Likud confirms December 26 primary, with Sa’ar hoping to upend Netanyahu rule

Party’s Central Committee gives approval after PM tells his loyalist David Bitan to shelve plan to call off leadership vote

Then-education minister Gideon Sa'ar, left, with Prime Minister Benjamin Netanyahu at a 2012 cabinet meeting. (photo credit: Marc Israel Sellem/Flash90).
Then-education minister Gideon Sa'ar, left, with Prime Minister Benjamin Netanyahu at a 2012 cabinet meeting. (photo credit: Marc Israel Sellem/Flash90).

The Likud Central Committee on Thursday confirmed that leadership primary in the ruling party would be held on December 26, a day after Prime Minister Benjamin Netanyahu and committee chairman MK Haim Katz agreed on that date.

Netanyahu earlier told Likud MK David Bitan to shelve his initiative to nix the primary, an idea floated by Bitan on Wednesday when he announced that he had obtained enough signatures to call a secret vote on canceling the leadership vote. That would have been a major setback for MK Gideon Sa’ar, who is mounting the first serious challenge to Netanyahu’s 14-year hold on the party.

“Likud is a democratic movement and its members will decide who leads it,” Netanyahu’s campaign said in a statement. “Prime Minister Netanyahu is sure he will win their overwhelming backing.”

Bitan subsequently said that while he believed Likud should focus on winning the elections, he was withdrawing his initiative.

The Knesset dissolved itself Wednesday night, meaning third national elections in under a year are a certainty.

Prime Minister Benjamin Netanyahu and Likud MK David Bitan at a Likud faction meeting at the Knesset on November 20, 2017. (Yonatan Sindel/Flash90)

Hours earlier, Bitan told Channel 12 TV that the next round of elections would be “Netanyahu’s last chance” to form a coalition. Asked what would happen if the Netanyahu-led right-wing and ultra-Orthodox bloc again failed to win a majority 61 Knesset seats, Bitan said he didn’t “want to get into that” but believed the prime minister would be successful in his third attempt.

The move appeared to be an attempt to outmaneuver Sa’ar, who had been pushing for the leadership primary, and prevent a wider vote among Likud members.

Netanyahu and Sa’ar are currently the only contenders who have announced they will run in the primary.

Sa’ar has argued that Netanyahu is divisive and has proven he cannot put together a coalition.

“If Netanyahu wins the primary, there won’t be a government,” Sa’ar warned Thursday in an onstage interview at a financial services conference in Ashkelon.

“We have to preserve Likud’s democratic tradition for two reasons: because Likud is a democratic movement, and because if it stops being democratic it will fall,” he said.

In a Wednesday statement, Sa’ar said: “I will conduct a positive, clean and issue-driven campaign, and present an agenda for Israel’s future. There is a national need for a breakthrough that will end the ongoing political crisis, enable the formation of a strong government, and unite the people of Israel.”

Likud parliament member Gideon Sa’ar visits the West Bank area known as E1 near the Jewish settlement of Ma’ale Adumim, on December 10, 2019. (Hadas Parush/Flash90)

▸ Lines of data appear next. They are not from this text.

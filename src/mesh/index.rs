//! Index types for mesh elements.
//!
//! Vertices, half-edges, and faces live in flat arenas and are addressed by
//! `u32` indices. Each element kind gets its own wrapper so they cannot be
//! mixed up; absent links (a boundary edge has no twin) are `Option`s rather
//! than sentinel values.

use std::fmt::{self, Debug};

use crate::error::{Result, StripError};

/// Largest element count addressable by the `u32` index types.
pub const MAX_INDEX_COUNT: usize = u32::MAX as usize;

/// Reject `count` elements of kind `name` if they cannot all be indexed
/// with `u32`.
pub fn check_index_range(name: &'static str, count: usize) -> Result<()> {
    if count > MAX_INDEX_COUNT {
        return Err(StripError::invalid_param(
            name,
            count,
            "exceeds the 32-bit index range",
        ));
    }
    Ok(())
}

/// A type-safe vertex index.
#[derive(Copy, Clone, Eq, PartialEq, Ord, PartialOrd, Hash)]
#[repr(transparent)]
pub struct VertexId(u32);

/// A type-safe half-edge index.
#[derive(Copy, Clone, Eq, PartialEq, Ord, PartialOrd, Hash)]
#[repr(transparent)]
pub struct HalfEdgeId(u32);

/// A type-safe face index.
#[derive(Copy, Clone, Eq, PartialEq, Ord, PartialOrd, Hash)]
#[repr(transparent)]
pub struct FaceId(u32);

macro_rules! impl_index_type {
    ($name:ident, $display:literal) => {
        impl $name {
            /// Create a new index from a raw value.
            ///
            /// # Panics
            /// Panics in debug builds if the value does not fit in 32 bits.
            #[inline]
            pub fn new(index: usize) -> Self {
                debug_assert!(index <= u32::MAX as usize, "index {} too large for u32", index);
                Self(index as u32)
            }

            /// Get the index as a `usize`, for addressing arenas.
            #[inline]
            pub fn index(self) -> usize {
                self.0 as usize
            }

            /// Get the raw 32-bit value.
            #[inline]
            pub fn raw(self) -> u32 {
                self.0
            }
        }

        impl Debug for $name {
            fn fmt(&self, f: &mut fmt::Formatter<'_>) -> fmt::Result {
                write!(f, "{}({})", $display, self.0)
            }
        }

        impl From<usize> for $name {
            fn from(v: usize) -> Self {
                Self::new(v)
            }
        }
    };
}

impl_index_type!(VertexId, "V");
impl_index_type!(HalfEdgeId, "HE");
impl_index_type!(FaceId, "F");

Sa’ar had initially called for the primary to take place during the 21-day period ending Wednesday for MKs to recommend a candidate to form a coalition, saying that it was the only way to break the deadlock between Likud and its main rival, the Blue and White party.

With no candidate receiving the support of 61 MKs by midnight Wednesday, national elections were automatically called, with the Knesset setting the date of the elections for March 2.

While Netanyahu initially opposed a leadership primary, he agreed this week to hold one after the end of the 21-day period.

That announcement came a day after Sa’ar was loudly jeered as he called for a primary at a meeting of the Likud Central Committee, which voted to scrap a planned general primary for the party list. Netanyahu too was heckled at the event, by some pro-Sa’ar activists.

Netanyahu is widely expected to beat Sa’ar in the primary, with sky-high support inside Likud despite charges in a trio of corruption cases against him. The party, which has only had four chiefs since the country’s founding, is seen as fiercely loyal, though Sa’ar, trying to convince voters that new blood is needed, has hammered at Netanyahu’s inability to form a coalition.

Sa’ar’s bid has, however, drawn broad support from a number of influential Likud mayors, including from the party’s rightist pro-settlement wing, while many of the party’s top officials, including Knesset Speaker Yuli Edelstein, Public Security Minister Gilad Erdan, MK Avi Dichter and Regional Cooperation Minister Tzachi Hanegbi, have remained pointedly mum about who they would support in the event of a leadership contest.

Interviewed by The Times of Israel on Monday, Sa’ar said that internal polls show him “not far behind” Netanyahu, “and that is even before the race has properly started.”

Raoul Wootliff contributed to this report.